Cyclists and pedestrians taking a casual stroll along the Humber River Recreational Trail have for years been greeted by a rather fantastical, if not jarring site. Perched next to the trail in a secluded meadow surrounded by trees in South Humber Park, the Park Pavilion (commonly referred to as the Oculus Pavilion, or just the Oculus) stands as an understated monument to Toronto's mid-century concrete Modernist era. Designed by architect Alan Crossley and built by Toronto Parks in 1959, the whimsical canopy and fieldstone structure once housed public washrooms that have long been shuttered and left in abandonment.

View of the present-day Oculus Pavilion, image by Craig White.

The pavilion originally featured a dramatic sculpture at the centre of the oculus, perfectly framed by the circle of sunlight - an integral component that is regrettably missing today. The stone base on which the pavilion sits is now dotted with weeds sprouting in between the cracks, while the slender steel columns, once a gleaming white, have since been painted a deep rusty red.

Historic photo of the Oculus Pavilion, image via "Concrete Toronto" by Michael McClelland and Graeme Stewart.

Over half a century later, suffering from neglect and sporting graffiti tags, the aging structure has recently been the cause of some controversy, as nearby residents have expressed concern over shady activities that often take place behind the stone pavilion. The secluded area is sheltered from the public eye, and worried neighbours have brought this to the attention of Ward 5 Councillor Justin di Ciano, who is spearheading an initiative to renovate the pavilion in order to render the area safer and free of crime. 

The rear of the pavilion, image by Craig White.

The initial proposal that was briefly outlined in July's Ward 5 newsletter would see the concrete canopy maintained and refurbished, and the stone washroom facilities behind demolished. In an effort to evoke the memory of the lost portion, the slender steel columns of the canopy will be clad with the salvaged stones of the washroom facilities, and a new textured concrete base will be added below the canopy.

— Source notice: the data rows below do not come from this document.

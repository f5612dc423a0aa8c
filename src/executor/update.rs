use crate::core::Record;
use serde_json::{Map, Value};
use std::collections::HashMap;

/// Outcome of patching a working set and merging it back.
#[derive(Debug)]
pub struct UpdateOutcome {
    /// Full table after the merge, in original order
    pub entries: Vec<Record>,
    /// Number of patched entries that made it into `entries`
    pub updated: usize,
}

/// Two-phase update: patch the filtered `working` set, then merge it into
/// the authoritative full table. Entries with an id are matched by id,
/// entries without one by their pre-patch value (each match consumed
/// once). Entries outside the working set are kept as they are.
pub fn apply_update(
    working: Vec<Record>,
    patch: &Map<String, Value>,
    authoritative: Vec<Record>,
) -> UpdateOutcome {
    let mut by_id: HashMap<String, Record> = HashMap::with_capacity(working.len());
    let mut by_value: Vec<(Record, Record)> = Vec::new();

    for mut record in working {
        let original = record.clone();
        if !record.apply_patch(patch) {
            continue;
        }
        match original.id().map(str::to_string) {
            Some(id) => {
                by_id.insert(id, record);
            }
            None => by_value.push((original, record)),
        }
    }

    let mut updated = 0;
    let entries = authoritative
        .into_iter()
        .map(|entry| {
            let replacement = match entry.id() {
                Some(id) => by_id.remove(id),
                None => by_value
                    .iter()
                    .position(|(original, _)| *original == entry)
                    .map(|i| by_value.remove(i).1),
            };
            match replacement {
                Some(patched) => {
                    updated += 1;
                    patched
                }
                None => entry,
            }
        })
        .collect();

    UpdateOutcome { entries, updated }
}
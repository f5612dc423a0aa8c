pub mod predicate;
pub mod query_spec;

pub use predicate::{Operator, Predicate};
pub use query_spec::{Join, Limit, Order, OrderBy, Projection, QuerySpec};
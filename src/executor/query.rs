// ============================================================================
// src/executor/query.rs - read pipeline
// ============================================================================
//
// Fixed stage order: WHERE -> OR-WHERE -> ORDER -> LIMIT -> PROJECTION.
// Each stage is skipped when the query does not carry it. LIMIT runs after
// ORDER, so offsets are relative to the sorted sequence.
//
// ============================================================================

use super::sort::apply_order;
use crate::core::Record;
use crate::evaluator::PredicateEvaluator;
use crate::planner::{Limit, Projection, QuerySpec};
use std::collections::HashSet;

pub struct QueryExecutor {
    evaluator: PredicateEvaluator,
}

impl QueryExecutor {
    pub fn new(case_sensitive: bool) -> Self {
        Self {
            evaluator: PredicateEvaluator::new(case_sensitive),
        }
    }

    /// Evaluate `spec` against the full table `entries`.
    pub fn execute(&self, spec: &QuerySpec, entries: &[Record]) -> Vec<Record> {
        if !spec.use_conditions() {
            return entries.to_vec();
        }

        let mut result = self.filter(spec, entries);

        if let Some(order_by) = spec.order() {
            result = apply_order(result, order_by);
        }

        if let Some(limit) = spec.limit() {
            result = apply_limit(result, limit);
        }

        if let Projection::Fields(fields) = spec.projection() {
            result = result.iter().map(|e| e.project(fields)).collect();
        }

        result
    }

    /// WHERE and OR-WHERE stages only.
    fn filter(&self, spec: &QuerySpec, entries: &[Record]) -> Vec<Record> {
        if spec.filters().is_empty() {
            return entries.to_vec();
        }

        let mut result: Vec<Record> = entries
            .iter()
            .filter(|e| self.evaluator.matches_all(e, spec.filters()))
            .cloned()
            .collect();

        if !spec.or_filters().is_empty() {
            // OR group runs on the untouched table, then unions into the AND result
            let alternatives = entries
                .iter()
                .filter(|e| self.evaluator.matches_all(e, spec.or_filters()));
            union_into(&mut result, alternatives);
        }

        result
    }
}

fn apply_limit(entries: Vec<Record>, limit: Limit) -> Vec<Record> {
    entries
        .into_iter()
        .skip(limit.offset)
        .take(limit.limit.unwrap_or(usize::MAX))
        .collect()
}

/// Append records from `extra` not already in `base`, by id when present
/// and by value otherwise.
fn union_into<'a>(base: &mut Vec<Record>, extra: impl Iterator<Item = &'a Record>) {
    let mut seen: HashSet<String> = base
        .iter()
        .filter_map(|e| e.id().map(str::to_string))
        .collect();
    for record in extra {
        let duplicate = match record.id() {
            Some(id) => !seen.insert(id.to_string()),
            None => base.contains(record),
        };
        if !duplicate {
            base.push(record.clone());
        }
    }
}
//! Integration tests for on-disk tables: file layout, reopening, external
//! edits and debug tracing

use rustjsondb::{DbConfig, JsonDB, JsonDbError, Operator, Record, Routed};
use serde_json::{Value, json};
use std::fs;
use std::io;
use std::sync::{Arc, Mutex};
use tempfile::TempDir;
use tracing_subscriber::fmt::MakeWriter;

/// In-memory sink for formatted tracing output.
#[derive(Clone, Default)]
struct CapturedLogs(Arc<Mutex<Vec<u8>>>);

impl CapturedLogs {
    fn contents(&self) -> String {
        String::from_utf8_lossy(&self.0.lock().unwrap()).into_owned()
    }
}

impl io::Write for CapturedLogs {
    fn write(&mut self, buf: &[u8]) -> io::Result<usize> {
        self.0.lock().unwrap().extend_from_slice(buf);
        Ok(buf.len())
    }

    fn flush(&mut self) -> io::Result<()> {
        Ok(())
    }
}

impl<'a> MakeWriter<'a> for CapturedLogs {
    type Writer = CapturedLogs;

    fn make_writer(&'a self) -> Self::Writer {
        self.clone()
    }
}

fn run_with_logs<F: FnOnce()>(f: F) -> String {
    let logs = CapturedLogs::default();
    let subscriber = tracing_subscriber::fmt()
        .with_env_filter("rustjsondb=debug")
        .with_writer(logs.clone())
        .with_ansi(false)
        .finish();
    tracing::subscriber::with_default(subscriber, f);
    logs.contents()
}

fn read_blob(dir: &TempDir, file: &str) -> Value {
    let bytes = fs::read(dir.path().join(file)).unwrap();
    serde_json::from_slice(&bytes).unwrap()
}

#[test]
fn test_table_is_one_json_array_file() {
    let temp_dir = TempDir::new().unwrap();
    let db = JsonDB::open(temp_dir.path(), DbConfig::default()).unwrap();

    let mut users = db.table("users").unwrap();
    assert_eq!(read_blob(&temp_dir, "users.json"), json!([]));

    let alice = users
        .insert(Record::new().with("name", "Alice").with("age", 30))
        .unwrap();
    let blob = read_blob(&temp_dir, "users.json");
    assert_eq!(
        blob,
        json!([{"name": "Alice", "age": 30, "id": alice.id().unwrap()}])
    );
}

#[test]
fn test_table_names_are_sanitized() {
    let temp_dir = TempDir::new().unwrap();
    let db = JsonDB::open(temp_dir.path(), DbConfig::default()).unwrap();

    let session = db.table("../Order Items").unwrap();
    assert_eq!(session.table_name(), Some("___order_items"));
    assert!(temp_dir.path().join("___order_items.json").is_file());

    assert!(matches!(db.table(""), Err(JsonDbError::InvalidQuery(_))));
}

#[test]
fn test_custom_extension() {
    let temp_dir = TempDir::new().unwrap();
    let db = JsonDB::open(temp_dir.path(), DbConfig::new().extension(".db")).unwrap();
    db.table("logs").unwrap();
    assert!(temp_dir.path().join("logs.db").is_file());
    assert_eq!(db.list_tables().unwrap(), vec!["logs"]);
}

#[test]
fn test_reopen_sees_previous_writes() {
    let temp_dir = TempDir::new().unwrap();
    let id = {
        let db = JsonDB::open(temp_dir.path(), DbConfig::default()).unwrap();
        let mut notes = db.table("notes").unwrap();
        notes
            .insert_many(vec![
                Record::new().with("text", "first").with("pinned", true),
                Record::new().with("text", "second").with("pinned", false),
            ])
            .unwrap();
        notes.last_insert_id().unwrap().unwrap()
    };

    let db = JsonDB::open(temp_dir.path(), DbConfig::default()).unwrap();
    assert_eq!(db.list_tables().unwrap(), vec!["notes"]);

    let mut pinned = db
        .table("notes")
        .unwrap()
        .filter("pinned", Operator::Eq, true)
        .unwrap();
    let result = pinned.get().unwrap();
    assert_eq!(result.len(), 1);
    assert_eq!(result[0].get("text"), Some(&json!("first")));

    let second = db.table("notes").unwrap().get_by_id(&id).unwrap().unwrap();
    assert_eq!(second.get("text"), Some(&json!("second")));
}

#[test]
fn test_update_merges_into_current_file_content() {
    let temp_dir = TempDir::new().unwrap();
    let db = JsonDB::open(temp_dir.path(), DbConfig::default()).unwrap();
    db.table("stock")
        .unwrap()
        .populate(vec![Record::new().with("id", "a").with("qty", 1)])
        .unwrap();

    let mut session = db
        .table("stock")
        .unwrap()
        .filter("qty", Operator::Eq, 1)
        .unwrap();
    session.get().unwrap();

    // Another writer appends while this session holds its entries
    let mut blob = read_blob(&temp_dir, "stock.json");
    blob.as_array_mut().unwrap().push(json!({"id": "b", "qty": 5}));
    fs::write(temp_dir.path().join("stock.json"), blob.to_string()).unwrap();

    assert_eq!(session.update(json!({"qty": 2})).unwrap(), 1);
    assert_eq!(
        read_blob(&temp_dir, "stock.json"),
        json!([{"id": "a", "qty": 2}, {"id": "b", "qty": 5}])
    );
}

#[test]
fn test_destroy_removes_file() {
    let temp_dir = TempDir::new().unwrap();
    let db = JsonDB::open(temp_dir.path(), DbConfig::default()).unwrap();
    let mut tmp = db.table("tmp").unwrap();
    tmp.insert(Record::new().with("k", 1)).unwrap();

    tmp.destroy().unwrap();
    assert!(!temp_dir.path().join("tmp.json").exists());
    assert!(db.list_tables().unwrap().is_empty());
}

#[test]
fn test_corrupt_file_is_reported() {
    let temp_dir = TempDir::new().unwrap();
    fs::write(temp_dir.path().join("bad.json"), "[{\"id\": \"a\"").unwrap();
    let db = JsonDB::open(temp_dir.path(), DbConfig::default()).unwrap();

    let result = db.table("bad").unwrap().get();
    let err = result.unwrap_err();
    assert!(err.is_fatal());
    assert!(matches!(err, JsonDbError::CorruptTable { ref table, .. } if table == "bad"));
}

#[test]
fn test_empty_file_reads_as_empty_table() {
    let temp_dir = TempDir::new().unwrap();
    fs::write(temp_dir.path().join("blank.json"), "").unwrap();
    let db = JsonDB::open(temp_dir.path(), DbConfig::default()).unwrap();
    assert_eq!(db.table("blank").unwrap().count().unwrap(), 0);
}

#[test]
fn test_missing_directory_is_fatal() {
    let temp_dir = TempDir::new().unwrap();
    let blocker = temp_dir.path().join("file");
    fs::write(&blocker, "x").unwrap();

    let result = JsonDB::open(blocker.join("nested"), DbConfig::default());
    let mut reported = false;
    let routed = result.route(|_| {}, |_| reported = true);
    assert!(matches!(routed, Err(JsonDbError::DirectoryInitFailure { .. })));
    assert!(!reported);
}

#[test]
fn test_update_without_ids_is_persisted() {
    let temp_dir = TempDir::new().unwrap();
    fs::write(
        temp_dir.path().join("tasks.json"),
        r#"[{"status":"new","n":1},{"status":"new","n":2}]"#,
    )
    .unwrap();
    let db = JsonDB::open(temp_dir.path(), DbConfig::default()).unwrap();

    let updated = db
        .table("tasks")
        .unwrap()
        .filter("n", Operator::Eq, 1)
        .unwrap()
        .update(json!({"status": "done"}))
        .unwrap();
    assert_eq!(updated, 1);
    assert_eq!(
        read_blob(&temp_dir, "tasks.json"),
        json!([{"status": "done", "n": 1}, {"status": "new", "n": 2}])
    );

    let done = db
        .table("tasks")
        .unwrap()
        .filter("status", Operator::Eq, "done")
        .unwrap()
        .get()
        .unwrap();
    assert_eq!(done.len(), 1);
    assert_eq!(done[0].get("n"), Some(&json!(1)));
}

#[test]
fn test_debug_mode_emits_timed_events() {
    let config = DbConfig::from_json(r#"{"debug": true, "caseSensitive": true}"#).unwrap();
    assert!(config.debug && config.case_sensitive);

    let temp_dir = TempDir::new().unwrap();
    let output = run_with_logs(|| {
        let db = JsonDB::open(temp_dir.path(), config).unwrap();
        let mut events = db.table("events").unwrap();
        events.insert(Record::new().with("kind", "Login")).unwrap();
        let found = events
            .filter("kind", Operator::Eq, "login")
            .unwrap()
            .count()
            .unwrap();
        assert_eq!(found, 0);
    });

    assert!(output.contains("DEBUG"), "{}", output);
    assert!(output.contains("elapsed_ms="), "{}", output);
    assert!(output.contains("insert finished"), "{}", output);
    assert!(output.contains("entries fetched"), "{}", output);
}

#[test]
fn test_quiet_mode_emits_no_debug_events() {
    let temp_dir = TempDir::new().unwrap();
    let output = run_with_logs(|| {
        let db = JsonDB::open(temp_dir.path(), DbConfig::default()).unwrap();
        let mut events = db.table("events").unwrap();
        events.insert(Record::new().with("kind", "Login")).unwrap();
        events.get().unwrap();
    });

    assert!(!output.contains("DEBUG"), "{}", output);
    assert!(!output.contains("elapsed_ms="), "{}", output);
}
pub mod catalog;
pub mod engine;
pub mod file;
pub mod memory;
pub mod table;

pub use catalog::{Catalog, TableHandle, sanitize_table_name};
pub use engine::Storage;
pub use file::FileStorage;
pub use memory::InMemoryStorage;
pub use table::Table;
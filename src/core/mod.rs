pub mod config;
pub mod error;
pub mod record;

pub use config::DbConfig;
pub use error::{ErrorKind, ErrorPayload, JsonDbError, Result};
pub use record::{ID_FIELD, Record, generate_id};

Proposed changes would see the washrooms demolished and stone added to the columns, image by Craig White.

Since details of the proposed renovations were revealed, there has been some outcry from heritage officials and the general public lamenting the 'bastardization' of the pavilion. President of the Architectural Conservancy of Ontario (ACO), architect Catherine Nasmith, first expressed concern to City officials over the renovations, stating that the addition of stones to the slender columns is not in keeping with the architectural expression of the period, and that even if the washrooms must be demolished, the facing stone wall should be retained to save the overall composition of the pavilion. She has since listed the structure as a notable building at risk.

View from underneath the canopy, image by Craig White.

The Oculus Pavilion, tucked away next to the Humber River, is by no means a high-profile landmark in the city, but the small structure still projects a bold statement reminiscent of the unbounded optimism and fanciful concrete experimentation of post-war Toronto. The little pavilion can easily draw comparisons to the captivating expressionist forms of Viljo Revell's City Hall, or Uno Prii's eccentric apartment blocks and porte-cochères.

View of the Oculus Pavilion, image by Craig White.

The future of the pavilion will be important to watch, as it has precedent-setting implications for the preservation of Toronto's modern heritage. The status of the city's post-war concrete buildings is becoming increasingly relevant for today's development industry, as can be seen with high-profile projects such as the recladding of the Simpson's Tower; the recladding and addition at The Residences of 488 University; the glass-clad addition to Robarts Library; and the recent announcement of the renovation of the Macdonald Block.

View of The Residences of 488 University from April 2016, image by Jack Landau.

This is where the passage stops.